Evidence of these historic events can been seen all over Berlin, including the Olympic Stadium and Finance Ministry built by the Nazis, the Holocaust Memorial, the Memorial to the Homosexuals Persecuted Under Nazism, the Berlin Wall, Teufelsberg and Checkpoint Charlie.
But what would it mean for Berlin if the relics and memorials to its past disappeared?
That question took on a keen sense of reality when local media reported that the owners of the plots of land on either side of Checkpoint Charlie had become insolvent. An Irish investor has said he hopes to pay off the debts and use the land for retail and residential developments, while including a Cold War museum or memorial.
The former checkpoint between East and West Berlin is the most famous of all the crossings through the Berlin Wall. It was the site of one of the tensest standoffs between Soviet and American tanks, nearly triggering a third world war.
The news that it was under threat has been met with mixed reactions from Berliners. Some are also outraged by the recent appearance of fast-food stands and the thought of further commercialization of the site.
Still, others would gladly see Checkpoint Charlie gone so they could forget the past and finally move on.
Remember or move on?
The conflict is just one example of Berlin's never-ending dilemma: Should the city preserve relics of a past fraught with some of the darkest times in human history, or should it sweep them aside in order to move on?
"Checkpoint Charlie was an important gap in the Wall, which doesn't exist anymore, but at the same time it was a site of enormous historical significance and that needs some sort of recognition and regulation. The question is, how to deal with it?" said Fredrik Torisson, author of "Berlin - Matter of Memory," which explores the city through its relics and monuments.
And then there is the issue of tourism, one of the fastest growing industries in Berlin, which attracts around nine million visitors every year. While it may be unpalatable to think that a site may be maintained purely for financial reasons, it is true that locations like Checkpoint Charlie bring in cash for a city that has been described by its may, Klaus Wowereit, as "poor, but sexy."
The ultimate relic of divided Berlin is the Wall itself. Built in 1961, it remained intact for 28 years as a concrete barricade for East Berliners living under the oppressive communist regime of the German Democratic Republic (GDR).
Following the announcement on November 9, 1989 that East Germans would finally be allowed to cross the border into West Germany, people immediately began to scale the structure, hacking chucks out of it. What was a symbol of fear became a memento sold by the dozen in souvenir shops.
Many of those who had been subject to GDR rule wanted to rid the city of the Wall that had separated families and saw people captured, tortured and sometimes killed for attempting to escape. Now, only fragments of the Wall remain, in addition to a two-brick path embedded in the ground to indicate where East and West were divided.
Relics and monuments
Other relics have changed in their significance to the city.
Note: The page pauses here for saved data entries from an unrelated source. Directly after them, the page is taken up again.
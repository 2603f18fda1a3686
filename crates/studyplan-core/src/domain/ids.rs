//! Domain identifiers (strongly-typed opaque IDs).
//!
//! The task store assigns task ids and the identity provider assigns owner ids.
//! Neither is interpreted by this crate: both are carried around as opaque
//! strings. The phantom marker keeps them from being mixed up at compile time.
//!
//! ## Wire shape
//! The row store may expose the id column as a serial integer or as a text/uuid
//! column. Both decode to the same opaque string, and ids always serialize back
//! as strings.

use serde::de::{self, Deserializer, Visitor};
use serde::{Deserialize, Serialize, Serializer};
use std::fmt;
use std::marker::PhantomData;

/// IdMarker は各 ID 型のマーカー trait
pub trait IdMarker: Send + Sync + 'static {
    /// Human readable kind used in log fields and error messages.
    fn kind() -> &'static str;
}

/// ジェネリック ID 型
///
/// # 例
/// ```ignore
/// let task: TaskId = Id::new("42");
/// let owner: OwnerId = Id::new("user_2abc");
/// // task と owner は異なる型なので、混同できない
/// ```
#[derive(Debug, Clone, PartialEq, Eq, Hash, PartialOrd, Ord)]
pub struct Id<T: IdMarker> {
    value: String,
    _marker: PhantomData<T>,
}

impl<T: IdMarker> Id<T> {
    pub fn new(value: impl Into<String>) -> Self {
        Self {
            value: value.into(),
            _marker: PhantomData,
        }
    }

    pub fn as_str(&self) -> &str {
        &self.value
    }

    /// Blank ids are treated as absent by the repository adapter.
    pub fn is_blank(&self) -> bool {
        self.value.trim().is_empty()
    }
}

impl<T: IdMarker> From<&str> for Id<T> {
    fn from(value: &str) -> Self {
        Self::new(value)
    }
}

impl<T: IdMarker> From<String> for Id<T> {
    fn from(value: String) -> Self {
        Self::new(value)
    }
}

impl<T: IdMarker> fmt::Display for Id<T> {
    fn fmt(&self, f: &mut fmt::Formatter<'_>) -> fmt::Result {
        f.write_str(&self.value)
    }
}

impl<T: IdMarker> Serialize for Id<T> {
    fn serialize<S: Serializer>(&self, serializer: S) -> Result<S::Ok, S::Error> {
        serializer.serialize_str(&self.value)
    }
}

impl<'de, T: IdMarker> Deserialize<'de> for Id<T> {
    fn deserialize<D: Deserializer<'de>>(deserializer: D) -> Result<Self, D::Error> {
        struct IdVisitor<T>(PhantomData<T>);

        impl<T: IdMarker> Visitor<'_> for IdVisitor<T> {
            type Value = Id<T>;

            fn expecting(&self, f: &mut fmt::Formatter<'_>) -> fmt::Result {
                write!(f, "a {} id as string or integer", T::kind())
            }

            fn visit_str<E: de::Error>(self, v: &str) -> Result<Self::Value, E> {
                Ok(Id::new(v))
            }

            fn visit_string<E: de::Error>(self, v: String) -> Result<Self::Value, E> {
                Ok(Id::new(v))
            }

            fn visit_u64<E: de::Error>(self, v: u64) -> Result<Self::Value, E> {
                Ok(Id::new(v.to_string()))
            }

            fn visit_i64<E: de::Error>(self, v: i64) -> Result<Self::Value, E> {
                Ok(Id::new(v.to_string()))
            }
        }

        deserializer.deserialize_any(IdVisitor(PhantomData))
    }
}

// ========================================
// マーカー型の定義
// ========================================

/// Task のマーカー型
#[derive(Debug, Clone, Copy, PartialEq, Eq, Hash, PartialOrd, Ord)]
pub enum Task {}

impl IdMarker for Task {
    fn kind() -> &'static str {
        "task"
    }
}

/// Owner のマーカー型
#[derive(Debug, Clone, Copy, PartialEq, Eq, Hash, PartialOrd, Ord)]
pub enum Owner {}

impl IdMarker for Owner {
    fn kind() -> &'static str {
        "owner"
    }
}

/// Identifier of a study task, assigned by the task store.
pub type TaskId = Id<Task>;

/// Identity of the authenticated user owning a task.
pub type OwnerId = Id<Owner>;

/// Opaque session token issued by the identity provider.
///
/// `Debug` never prints the token itself.
#[derive(Clone, PartialEq, Eq)]
pub struct Credential(String);

impl Credential {
    pub fn new(token: impl Into<String>) -> Self {
        Self(token.into())
    }

    pub fn expose(&self) -> &str {
        &self.0
    }

    pub fn is_blank(&self) -> bool {
        self.0.trim().is_empty()
    }
}

impl fmt::Debug for Credential {
    fn fmt(&self, f: &mut fmt::Formatter<'_>) -> fmt::Result {
        f.write_str("Credential(***)")
    }
}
Tempelhof Airport was expanded by the Nazis in the 1930s at the heart of what Hitler wanted to become Germania. Later, the airport became a symbol of freedom as the site of the Berlin Airlift. From June 1948 to May 1949, more than 200,000 flights brought supplies provided by the United States and the United Kingdom to West Berlin while it was besieged by Soviet forces.
Torisson said that monuments are "subjective interpretations of history, while relics are open to interpretation with a historical significance to those to whom it played an importance on the world wide stage."
In Berlin, relics stand side by side with monuments. It would be a shame to see Berlin's links to the past forgotten, but perhaps the decision should lie with those who have to live with the burden of the city's history.